REQUIRED ACTION. Give back the entries in full, exactly as they are written.

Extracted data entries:
_____
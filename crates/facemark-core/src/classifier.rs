//! Weighted k-nearest-neighbor classification against the prototype store.
//!
//! The nearest distance decides rejection; the k neighbors vote only when
//! the query is close enough to be in-distribution.

use crate::store::PrototypeStore;
use crate::types::{FeatureVector, WeightVector};
use serde::{Deserialize, Serialize};
use std::fmt;
use std::str::FromStr;
use thiserror::Error;

/// Display label of the rejected identity.
pub const UNKNOWN_LABEL: &str = "unknown";

#[derive(Error, Debug, PartialEq)]
pub enum ClassifyError {
    #[error("no prototypes enrolled")]
    NoPrototypes,
    #[error("k must be at least 1")]
    InvalidK,
    #[error("threshold must be a non-negative number, got {0}")]
    InvalidThreshold(f32),
    #[error("dimension mismatch: query has {query}, {what} has {other}")]
    DimensionMismatch {
        what: String,
        query: usize,
        other: usize,
    },
    #[error("unknown distance metric: {0} (expected euclidean or cosine)")]
    UnknownMetric(String),
}

/// A distance between a query and a prototype under optional per-dimension weights.
pub trait Distance {
    /// Lengths must already agree; see [`checked_distance`].
    fn distance(&self, query: &[f32], prototype: &[f32], weights: Option<&[f32]>) -> f32;
}

/// `sqrt(Σ w·(q − p)²)`
pub struct Euclidean;

impl Distance for Euclidean {
    fn distance(&self, query: &[f32], prototype: &[f32], weights: Option<&[f32]>) -> f32 {
        query
            .iter()
            .zip(prototype.iter())
            .enumerate()
            .map(|(i, (q, p))| weight_at(weights, i) * (q - p).powi(2))
            .sum::<f32>()
            .sqrt()
    }
}

/// `1 − Σwqp / (‖q‖_w · ‖p‖_w)`, infinite when either weighted norm is zero.
pub struct Cosine;

impl Distance for Cosine {
    fn distance(&self, query: &[f32], prototype: &[f32], weights: Option<&[f32]>) -> f32 {
        let mut dot = 0.0f32;
        let mut norm_q = 0.0f32;
        let mut norm_p = 0.0f32;

        for (i, (q, p)) in query.iter().zip(prototype.iter()).enumerate() {
            let w = weight_at(weights, i);
            dot += w * q * p;
            norm_q += w * q * q;
            norm_p += w * p * p;
        }

        if norm_q == 0.0 || norm_p == 0.0 {
            return f32::INFINITY;
        }
        1.0 - dot / (norm_q.sqrt() * norm_p.sqrt())
    }
}

fn weight_at(weights: Option<&[f32]>, i: usize) -> f32 {
    weights.and_then(|w| w.get(i)).copied().unwrap_or(1.0)
}

#[derive(Debug, Clone, Copy, PartialEq, Eq, Default, Serialize, Deserialize)]
#[serde(rename_all = "lowercase")]
pub enum DistanceMetric {
    #[default]
    Euclidean,
    Cosine,
}

impl DistanceMetric {
    fn as_distance(&self) -> &'static dyn Distance {
        match self {
            DistanceMetric::Euclidean => &Euclidean,
            DistanceMetric::Cosine => &Cosine,
        }
    }
}

impl fmt::Display for DistanceMetric {
    fn fmt(&self, f: &mut fmt::Formatter<'_>) -> fmt::Result {
        match self {
            DistanceMetric::Euclidean => f.write_str("euclidean"),
            DistanceMetric::Cosine => f.write_str("cosine"),
        }
    }
}

impl FromStr for DistanceMetric {
    type Err = ClassifyError;

    fn from_str(s: &str) -> Result<Self, Self::Err> {
        match s.trim().to_ascii_lowercase().as_str() {
            "euclidean" | "l2" => Ok(DistanceMetric::Euclidean),
            "cosine" => Ok(DistanceMetric::Cosine),
            other => Err(ClassifyError::UnknownMetric(other.to_string())),
        }
    }
}

/// Distance between `query` and `prototype`, validating all lengths first.
pub fn checked_distance(
    metric: DistanceMetric,
    query: &FeatureVector,
    prototype: &FeatureVector,
    weights: Option<&WeightVector>,
) -> Result<f32, ClassifyError> {
    if prototype.len() != query.len() {
        return Err(ClassifyError::DimensionMismatch {
            what: "prototype".into(),
            query: query.len(),
            other: prototype.len(),
        });
    }
    if let Some(w) = weights {
        if w.len() != query.len() {
            return Err(ClassifyError::DimensionMismatch {
                what: "weight vector".into(),
                query: query.len(),
                other: w.len(),
            });
        }
    }
    Ok(metric.as_distance().distance(
        &query.values,
        &prototype.values,
        weights.map(|w| w.values.as_slice()),
    ))
}

/// Per-call classification parameters.
#[derive(Debug, Clone, Copy, PartialEq, Serialize, Deserialize)]
pub struct ClassifierConfig {
    pub k: usize,
    pub metric: DistanceMetric,
    pub threshold: f32,
}

impl Default for ClassifierConfig {
    fn default() -> Self {
        Self {
            k: 1,
            metric: DistanceMetric::Euclidean,
            threshold: 0.5,
        }
    }
}

#[derive(Debug, Clone, PartialEq, Eq)]
pub enum Identity {
    Known(String),
    /// Nearest prototype farther than the rejection threshold.
    Unknown,
}

impl Identity {
    pub fn as_known(&self) -> Option<&str> {
        match self {
            Identity::Known(id) => Some(id),
            Identity::Unknown => None,
        }
    }
}

impl fmt::Display for Identity {
    fn fmt(&self, f: &mut fmt::Formatter<'_>) -> fmt::Result {
        match self {
            Identity::Known(id) => f.write_str(id),
            Identity::Unknown => f.write_str(UNKNOWN_LABEL),
        }
    }
}

#[derive(Debug, Clone, PartialEq)]
pub struct Neighbor {
    pub identifier: String,
    pub distance: f32,
}

#[derive(Debug, Clone, PartialEq)]
pub struct Classification {
    pub identity: Identity,
    /// Distance to the nearest prototype, even when the vote picked another identity.
    pub distance: f32,
    /// The k nearest prototypes, ascending.
    pub neighbors: Vec<Neighbor>,
}

#[derive(Debug, Clone, Copy, Default)]
pub struct KnnClassifier {
    config: ClassifierConfig,
}

impl KnnClassifier {
    pub fn new(config: ClassifierConfig) -> Self {
        Self { config }
    }

    pub fn config(&self) -> &ClassifierConfig {
        &self.config
    }

    pub fn classify(
        &self,
        query: &FeatureVector,
        weights: Option<&WeightVector>,
        store: &PrototypeStore,
    ) -> Result<Classification, ClassifyError> {
        let ClassifierConfig {
            k,
            metric,
            threshold,
        } = self.config;

        if k == 0 {
            return Err(ClassifyError::InvalidK);
        }
        if threshold.is_nan() || threshold < 0.0 {
            return Err(ClassifyError::InvalidThreshold(threshold));
        }
        if store.is_empty() {
            return Err(ClassifyError::NoPrototypes);
        }

        let mut ranked = store
            .iter()
            .map(|(id, proto)| {
                checked_distance(metric, query, &proto.vector, weights).map(|distance| Neighbor {
                    identifier: id.to_string(),
                    distance,
                })
            })
            .collect::<Result<Vec<_>, _>>()?;

        // Stable: equal distances keep store order.
        ranked.sort_by(|a, b| a.distance.total_cmp(&b.distance));
        ranked.truncate(k);

        let nearest = ranked[0].distance;
        if nearest > threshold {
            return Ok(Classification {
                identity: Identity::Unknown,
                distance: nearest,
                neighbors: ranked,
            });
        }

        let winner = plurality(&ranked).to_string();
        Ok(Classification {
            identity: Identity::Known(winner),
            distance: nearest,
            neighbors: ranked,
        })
    }
}

/// Most frequent identifier among `neighbors`; ties go to the one seen first
/// (i.e. nearest). `neighbors` must be non-empty and sorted ascending.
fn plurality(neighbors: &[Neighbor]) -> &str {
    let mut tally: Vec<(&str, usize)> = Vec::new();
    for n in neighbors {
        match tally.iter_mut().find(|(id, _)| *id == n.identifier) {
            Some((_, votes)) => *votes += 1,
            None => tally.push((n.identifier.as_str(), 1)),
        }
    }

    let mut best = tally[0];
    for &(id, votes) in &tally[1..] {
        if votes > best.1 {
            best = (id, votes);
        }
    }
    best.0
}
_____
SOLUTION FOR THIS EXERCISE.
filename crates/facemark-core/src/classifier.rs
//! Weighted k-nearest-neighbor classification against the prototype store.
//!
//! The nearest distance decides rejection; the k neighbors vote only when
//! the query is close enough to be in-distribution.

use crate::store::PrototypeStore;
use crate::types::{FeatureVector, WeightVector};
use serde::{Deserialize, Serialize};
use std::fmt;
use std::str::FromStr;
use thiserror::Error;

/// Display label of the rejected identity.
pub const UNKNOWN_LABEL: &str = "unknown";

#[derive(Error, Debug, PartialEq)]
pub enum ClassifyError {
    #[error("no prototypes enrolled")]
    NoPrototypes,
    #[error("k must be at least 1")]
    InvalidK,
    #[error("threshold must be a non-negative number, got {0}")]
    InvalidThreshold(f32),
    #[error("dimension mismatch: query has {query}, {what} has {other}")]
    DimensionMismatch {
        what: String,
        query: usize,
        other: usize,
    },
    #[error("unknown distance metric: {0} (expected euclidean or cosine)")]
    UnknownMetric(String),
}

/// A distance between a query and a prototype under optional per-dimension weights.
pub trait Distance {
    /// Lengths must already agree; see [`checked_distance`].
    fn distance(&self, query: &[f32], prototype: &[f32], weights: Option<&[f32]>) -> f32;
}

/// `sqrt(Σ w·(q − p)²)`
pub struct Euclidean;

impl Distance for Euclidean {
    fn distance(&self, query: &[f32], prototype: &[f32], weights: Option<&[f32]>) -> f32 {
        query
            .iter()
            .zip(prototype.iter())
            .enumerate()
            .map(|(i, (q, p))| weight_at(weights, i) * (q - p).powi(2))
            .sum::<f32>()
            .sqrt()
    }
}

/// `1 − Σwqp / (‖q‖_w · ‖p‖_w)`, infinite when either weighted norm is zero.
pub struct Cosine;

impl Distance for Cosine {
    fn distance(&self, query: &[f32], prototype: &[f32], weights: Option<&[f32]>) -> f32 {
        let mut dot = 0.0f32;
        let mut norm_q = 0.0f32;
        let mut norm_p = 0.0f32;

        for (i, (q, p)) in query.iter().zip(prototype.iter()).enumerate() {
            let w = weight_at(weights, i);
            dot += w * q * p;
            norm_q += w * q * q;
            norm_p += w * p * p;
        }

        if norm_q == 0.0 || norm_p == 0.0 {
            return f32::INFINITY;
        }
        1.0 - dot / (norm_q.sqrt() * norm_p.sqrt())
    }
}

fn weight_at(weights: Option<&[f32]>, i: usize) -> f32 {
    weights.and_then(|w| w.get(i)).copied().unwrap_or(1.0)
}

#[derive(Debug, Clone, Copy, PartialEq, Eq, Default, Serialize, Deserialize)]
#[serde(rename_all = "lowercase")]
pub enum DistanceMetric {
    #[default]
    Euclidean,
    Cosine,
}

impl DistanceMetric {
    fn as_distance(&self) -> &'static dyn Distance {
        match self {
            DistanceMetric::Euclidean => &Euclidean,
            DistanceMetric::Cosine => &Cosine,
        }
    }
}

impl fmt::Display for DistanceMetric {
    fn fmt(&self, f: &mut fmt::Formatter<'_>) -> fmt::Result {
        match self {
            DistanceMetric::Euclidean => f.write_str("euclidean"),
            DistanceMetric::Cosine => f.write_str("cosine"),
        }
    }
}

impl FromStr for DistanceMetric {
    type Err = ClassifyError;

    fn from_str(s: &str) -> Result<Self, Self::Err> {
        match s.trim().to_ascii_lowercase().as_str() {
            "euclidean" | "l2" => Ok(DistanceMetric::Euclidean),
            "cosine" => Ok(DistanceMetric::Cosine),
            other => Err(ClassifyError::UnknownMetric(other.to_string())),
        }
    }
}

/// Distance between `query` and `prototype`, validating all lengths first.
pub fn checked_distance(
    metric: DistanceMetric,
    query: &FeatureVector,
    prototype: &FeatureVector,
    weights: Option<&WeightVector>,
) -> Result<f32, ClassifyError> {
    if prototype.len() != query.len() {
        return Err(ClassifyError::DimensionMismatch {
            what: "prototype".into(),
            query: query.len(),
            other: prototype.len(),
        });
    }
    if let Some(w) = weights {
        if w.len() != query.len() {
            return Err(ClassifyError::DimensionMismatch {
                what: "weight vector".into(),
                query: query.len(),
                other: w.len(),
            });
        }
    }
    Ok(metric.as_distance().distance(
        &query.values,
        &prototype.values,
        weights.map(|w| w.values.as_slice()),
    ))
}

/// Per-call classification parameters.
#[derive(Debug, Clone, Copy, PartialEq, Serialize, Deserialize)]
pub struct ClassifierConfig {
    pub k: usize,
    pub metric: DistanceMetric,
    pub threshold: f32,
}

impl Default for ClassifierConfig {
    fn default() -> Self {
        Self {
            k: 1,
            metric: DistanceMetric::Euclidean,
            threshold: 0.5,
        }
    }
}

#[derive(Debug, Clone, PartialEq, Eq)]
pub enum Identity {
    Known(String),
    /// Nearest prototype farther than the rejection threshold.
    Unknown,
}

impl Identity {
    pub fn as_known(&self) -> Option<&str> {
        match self {
            Identity::Known(id) => Some(id),
            Identity::Unknown => None,
        }
    }
}

impl fmt::Display for Identity {
    fn fmt(&self, f: &mut fmt::Formatter<'_>) -> fmt::Result {
        match self {
            Identity::Known(id) => f.write_str(id),
            Identity::Unknown => f.write_str(UNKNOWN_LABEL),
        }
    }
}

#[derive(Debug, Clone, PartialEq)]
pub struct Neighbor {
    pub identifier: String,
    pub distance: f32,
}

#[derive(Debug, Clone, PartialEq)]
pub struct Classification {
    pub identity: Identity,
    /// Distance to the nearest prototype, even when the vote picked another identity.
    pub distance: f32,
    /// The k nearest prototypes, ascending.
    pub neighbors: Vec<Neighbor>,
}

#[derive(Debug, Clone, Copy, Default)]
pub struct KnnClassifier {
    config: ClassifierConfig,
}

impl KnnClassifier {
    pub fn new(config: ClassifierConfig) -> Self {
        Self { config }
    }

    pub fn config(&self) -> &ClassifierConfig {
        &self.config
    }

    pub fn classify(
        &self,
        query: &FeatureVector,
        weights: Option<&WeightVector>,
        store: &PrototypeStore,
    ) -> Result<Classification, ClassifyError> {
        let ClassifierConfig {
            k,
            metric,
            threshold,
        } = self.config;

        if k == 0 {
            return Err(ClassifyError::InvalidK);
        }
        if threshold.is_nan() || threshold < 0.0 {
            return Err(ClassifyError::InvalidThreshold(threshold));
        }
        if store.is_empty() {
            return Err(ClassifyError::NoPrototypes);
        }

        let mut ranked = store
            .iter()
            .map(|(id, proto)| {
                checked_distance(metric, query, &proto.vector, weights).map(|distance| Neighbor {
                    identifier: id.to_string(),
                    distance,
                })
            })
            .collect::<Result<Vec<_>, _>>()?;

        // Stable: equal distances keep store order.
        ranked.sort_by(|a, b| a.distance.total_cmp(&b.distance));
        ranked.truncate(k);

        let nearest = ranked[0].distance;
        if nearest > threshold {
            return Ok(Classification {
                identity: Identity::Unknown,
                distance: nearest,
                neighbors: ranked,
            });
        }

        let winner = plurality(&ranked).to_string();
        Ok(Classification {
            identity: Identity::Known(winner),
            distance: nearest,
            neighbors: ranked,
        })
    }
}

/// Most frequent identifier among `neighbors`; ties go to the one seen first
/// (i.e. nearest). `neighbors` must be non-empty and sorted ascending.
fn plurality(neighbors: &[Neighbor]) -> &str {
    let mut tally: Vec<(&str, usize)> = Vec::new();
    for n in neighbors {
        match tally.iter_mut().find(|(id, _)| *id == n.identifier) {
            Some((_, votes)) => *votes += 1,
            None => tally.push((n.identifier.as_str(), 1)),
        }
    }

    let mut best = tally[0];
    for &(id, votes) in &tally[1..] {
        if votes > best.1 {
            best = (id, votes);
        }
    }
    best.0
}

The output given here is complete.